2 Responses to “Our better-than-fair city”

  1. John Says:

    Yay us! yay us!

    OK, I think these surveys are kind of dumb – there’s no way to really set priorities for different factors that make sense to any significant number of people. If you hate to drive and want to live without a car, Houston stinks. If you hate winter, Houston’s heat is OK; if you hate humidity, no dice. Etc. Plus, I’ve seen at least one where they rank Sugar Land higher than Houston – by including Houston’s cultural amenities as benefits – but it makes no sense to split up metro areas that way. (Having options from Midtown to Sugar Land is a strength of the whole region). Never mind the attempt to rank cultural life by counting things – Houston’s great, but if your life revolves around cutting edge art galleries, it doesn’t matter how many museums we have, you’re going to prefer NYC.

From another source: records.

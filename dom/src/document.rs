use slotmap::HopSlotMap;

use crate::error::{Error, Result};
use crate::node::{ElementData, Node, NodeData, NodeId};

/// An arena-backed DOM tree.
///
/// A minimal capability set - `{children, tag_name, class_list, node_type,
/// text}` - made concrete as a single real implementation the highlighting
/// engine is written against, rather than a literal browser `Document`.
/// Using `slotmap` keys for node identity means `NodeId` equality is
/// reference equality without unsafe aliasing.
#[derive(Debug)]
pub struct Document {
    arena: HopSlotMap<NodeId, Node>,
    root: NodeId,
}

impl Document {
    /// An empty document containing only the root container node.
    pub fn empty() -> Self {
        let mut arena = HopSlotMap::with_capacity_and_key(64);
        let root = arena.insert(Node::new(NodeData::Document));
        Document { arena, root }
    }

    pub fn root(&self) -> NodeId {
        self.root
    }

    pub fn get(&self, id: NodeId) -> Option<&Node> {
        self.arena.get(id)
    }

    fn get_checked(&self, id: NodeId) -> Result<&Node> {
        self.arena.get(id).ok_or(Error::Detached(id))
    }

    fn get_mut_checked(&mut self, id: NodeId) -> Result<&mut Node> {
        self.arena.get_mut(id).ok_or(Error::Detached(id))
    }

    pub fn parent(&self, id: NodeId) -> Option<NodeId> {
        self.arena.get(id).and_then(|n| n.parent)
    }

    pub fn children(&self, id: NodeId) -> &[NodeId] {
        self.arena
            .get(id)
            .map(|n| n.children.as_slice())
            .unwrap_or(&[])
    }

    pub fn tag_name(&self, id: NodeId) -> Option<&str> {
        self.arena
            .get(id)?
            .data
            .as_element()
            .map(|e| e.name.as_str())
    }

    pub fn is_highlight_wrapper(&self, id: NodeId) -> bool {
        self.arena
            .get(id)
            .and_then(|n| n.data.as_element())
            .is_some_and(|e| e.is_highlight_wrapper)
    }

    pub fn has_class(&self, id: NodeId, class: &str) -> bool {
        self.arena
            .get(id)
            .and_then(|n| n.data.as_element())
            .is_some_and(|e| e.has_class(class))
    }

    pub fn element(&self, id: NodeId) -> Option<&ElementData> {
        self.arena.get(id)?.data.as_element()
    }

    pub fn element_mut(&mut self, id: NodeId) -> Option<&mut ElementData> {
        self.arena.get_mut(id)?.data.as_element_mut()
    }

    pub fn text(&self, id: NodeId) -> Option<&str> {
        self.arena.get(id)?.data.as_text()
    }

    pub fn text_len(&self, id: NodeId) -> usize {
        self.text(id).map_or(0, |t| t.chars().count())
    }

    /// Creates a detached element node. Callers must attach it with
    /// [`Self::append_child`] or [`Self::insert_after`].
    pub fn new_element(&mut self, name: &str, attrs: &[(&str, &str)]) -> NodeId {
        let mut data = ElementData::new(name.to_ascii_lowercase());
        for (k, v) in attrs {
            data.set_attr(k, *v);
        }
        self.arena.insert(Node::new(NodeData::Element(data)))
    }

    /// Creates a detached text node.
    pub fn new_text(&mut self, data: impl Into<String>) -> NodeId {
        self.arena.insert(Node::new(NodeData::Text(data.into())))
    }

    pub fn append_child(&mut self, parent: NodeId, child: NodeId) -> Result<()> {
        self.detach(child);
        self.get_mut_checked(parent)?.children.push(child);
        self.get_mut_checked(child)?.parent = Some(parent);
        Ok(())
    }

    /// Inserts `node` as the sibling immediately after `after`.
    pub fn insert_after(&mut self, after: NodeId, node: NodeId) -> Result<()> {
        let parent = self.get_checked(after)?.parent.ok_or(Error::Detached(after))?;
        self.detach(node);
        let siblings = &mut self.get_mut_checked(parent)?.children;
        let idx = siblings
            .iter()
            .position(|&s| s == after)
            .ok_or(Error::Detached(after))?;
        siblings.insert(idx + 1, node);
        self.get_mut_checked(node)?.parent = Some(parent);
        Ok(())
    }

    /// Removes `node` from its parent's child list without dropping it from
    /// the arena (it becomes detached; a freshly-created node that has never
    /// been attached is a no-op).
    fn detach(&mut self, node: NodeId) {
        let Some(parent) = self.arena.get(node).and_then(|n| n.parent) else {
            return;
        };
        if let Some(p) = self.arena.get_mut(parent) {
            p.children.retain(|&c| c != node);
        }
        if let Some(n) = self.arena.get_mut(node) {
            n.parent = None;
        }
    }

    /// Recursively removes `node` and its descendants from the arena.
    fn remove_subtree(&mut self, node: NodeId) {
        let children = self
            .arena
            .get(node)
            .map(|n| n.children.clone())
            .unwrap_or_default();
        for child in children {
            self.remove_subtree(child);
        }
        self.arena.remove(node);
    }

    /// Splits a text node at `offset` (a char index), inserting the
    /// remainder as a new next sibling and returning its id. `node` keeps
    /// the characters `[0, offset)`; the returned node holds `[offset, len)`.
    ///
    /// If `offset == 0` or `offset == len`, no split is necessary: returns
    /// `node` itself or a fresh empty sibling respectively never appears in
    /// practice because `RangeHighlighter` only calls this when a split is
    /// actually required.
    pub fn split_text(&mut self, node: NodeId, offset: u32) -> Result<NodeId> {
        let text = self
            .arena
            .get(node)
            .and_then(|n| n.data.as_text())
            .ok_or(Error::NotText(node))?;
        let len = text.chars().count() as u32;
        if offset > len {
            return Err(Error::OffsetOutOfBounds { offset, len });
        }
        let char_idx = offset as usize;
        let split_at = text
            .char_indices()
            .nth(char_idx)
            .map(|(i, _)| i)
            .unwrap_or(text.len());
        let tail = text[split_at..].to_owned();
        let head = text[..split_at].to_owned();

        let new_node = self.new_text(tail);
        if let Some(n) = self.arena.get_mut(node) {
            *n.data.as_text_mut().expect("checked above") = head;
        }
        self.insert_after(node, new_node)?;
        Ok(new_node)
    }

    /// Wraps a contiguous run of sibling nodes in a new `tag` element,
    /// replacing the run in its parent's child list. Returns the wrapper's
    /// id. The wrapper is marked as a highlight wrapper for XPath indexing
    /// purposes (see [`ElementData::is_highlight_wrapper`]).
    pub fn wrap(&mut self, nodes: &[NodeId], tag: &str, attrs: &[(&str, &str)]) -> Result<NodeId> {
        let &first = nodes.first().ok_or(Error::EmptyWrap)?;
        let parent = self
            .get_checked(first)?
            .parent
            .ok_or(Error::Detached(first))?;

        let positions: Vec<usize> = {
            let siblings = &self.get_checked(parent)?.children;
            nodes
                .iter()
                .map(|&n| siblings.iter().position(|&s| s == n).ok_or(Error::Detached(n)))
                .collect::<Result<_>>()?
        };
        let is_contiguous = positions
            .windows(2)
            .all(|w| w[1] == w[0] + 1);
        if !is_contiguous {
            return Err(Error::NotContiguous);
        }

        let wrapper = self.new_element(tag, attrs);
        if let Some(e) = self.element_mut(wrapper) {
            e.is_highlight_wrapper = true;
        }

        let insert_at = positions[0];
        {
            let siblings = &mut self.get_mut_checked(parent)?.children;
            siblings.splice(insert_at..insert_at + nodes.len(), [wrapper]);
        }
        for &n in nodes {
            self.get_mut_checked(wrapper)?.children.push(n);
            self.get_mut_checked(n)?.parent = Some(wrapper);
        }
        Ok(wrapper)
    }

    /// Replaces `node` (an element) with a single text node holding the
    /// concatenation of its descendants' text, mirroring
    /// `RangeUnhighlighter.undo`'s "replace the wrapper with a single text
    /// node" step. The wrapper subtree is dropped from the arena.
    pub fn unwrap(&mut self, node: NodeId) -> Result<NodeId> {
        if self.element(node).is_none() {
            return Err(Error::NotElement(node));
        }
        let parent = self.get_checked(node)?.parent.ok_or(Error::Detached(node))?;
        let text = self.collect_text(node);

        let replacement = self.new_text(text);
        {
            let siblings = &mut self.get_mut_checked(parent)?.children;
            let idx = siblings
                .iter()
                .position(|&s| s == node)
                .ok_or(Error::Detached(node))?;
            siblings[idx] = replacement;
        }
        self.get_mut_checked(replacement)?.parent = Some(parent);
        self.remove_subtree(node);
        Ok(replacement)
    }

    fn collect_text(&self, node: NodeId) -> String {
        let mut out = String::new();
        self.collect_text_into(node, &mut out);
        out
    }

    fn collect_text_into(&self, node: NodeId, out: &mut String) {
        let Some(n) = self.arena.get(node) else {
            return;
        };
        match &n.data {
            NodeData::Text(t) => out.push_str(t),
            NodeData::Element(_) | NodeData::Document => {
                for &child in &n.children {
                    self.collect_text_into(child, out);
                }
            }
        }
    }

    /// Merges adjacent text-node children anywhere in `node`'s subtree,
    /// mirroring `Node.normalize()`. Used by `remove` when `normalise` is
    /// configured, and after unhighlighting.
    pub fn normalize(&mut self, node: NodeId) {
        let children = self.children(node).to_vec();
        let mut merged: Vec<NodeId> = Vec::with_capacity(children.len());
        for child in children {
            let is_text = self.arena.get(child).is_some_and(|n| n.data.is_text());
            if is_text {
                if let Some(&prev) = merged.last() {
                    let prev_is_text = self.arena.get(prev).is_some_and(|n| n.data.is_text());
                    if prev_is_text {
                        let tail = self.text(child).unwrap_or_default().to_owned();
                        if let Some(prev_node) = self.arena.get_mut(prev) {
                            prev_node
                                .data
                                .as_text_mut()
                                .expect("checked above")
                                .push_str(&tail);
                        }
                        self.arena.remove(child);
                        continue;
                    }
                }
                merged.push(child);
            } else {
                self.normalize(child);
                merged.push(child);
            }
        }
        if let Some(n) = self.arena.get_mut(node) {
            n.children = merged;
        }
    }

    /// Finds every element in `root`'s subtree carrying `attr == value`,
    /// in document order. Used by `RangeUnhighlighter::undo` to locate a
    /// highlight's wrapper elements by id attribute.
    pub fn find_by_attr(&self, root: NodeId, attr: &str, value: &str) -> Vec<NodeId> {
        let mut out = Vec::new();
        self.find_by_attr_into(root, attr, value, &mut out);
        out
    }

    fn find_by_attr_into(&self, node: NodeId, attr: &str, value: &str, out: &mut Vec<NodeId>) {
        let Some(n) = self.arena.get(node) else {
            return;
        };
        if let Some(e) = n.data.as_element() {
            if e.attr(attr) == Some(value) {
                out.push(node);
            }
        }
        for &child in &n.children {
            self.find_by_attr_into(child, attr, value, out);
        }
    }
}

    But if they’re gonna do it, let’s hear it for our ranking!

  2. Jim Says:

    Yup, you can certainly argue with the criteria in any survey, and I’d be willing to bet that Kiplinger’s criteria change every year. You can also choose the criteria to fit your favorite city, or not to — if your criteria included the availability of Krispy Kreme doughnuts, Houston wouldn’t even make the first cut. That said, the Kiplinger criteria were certainly reasonable: a strong economy, abundant jobs, reasonable living costs, and plenty of fun things to do. Considering that Houston often gets bad press by appearing on lists such as “fattest city” or “most polluted city”, it’s nice to see surveys like this one to balance the accounting.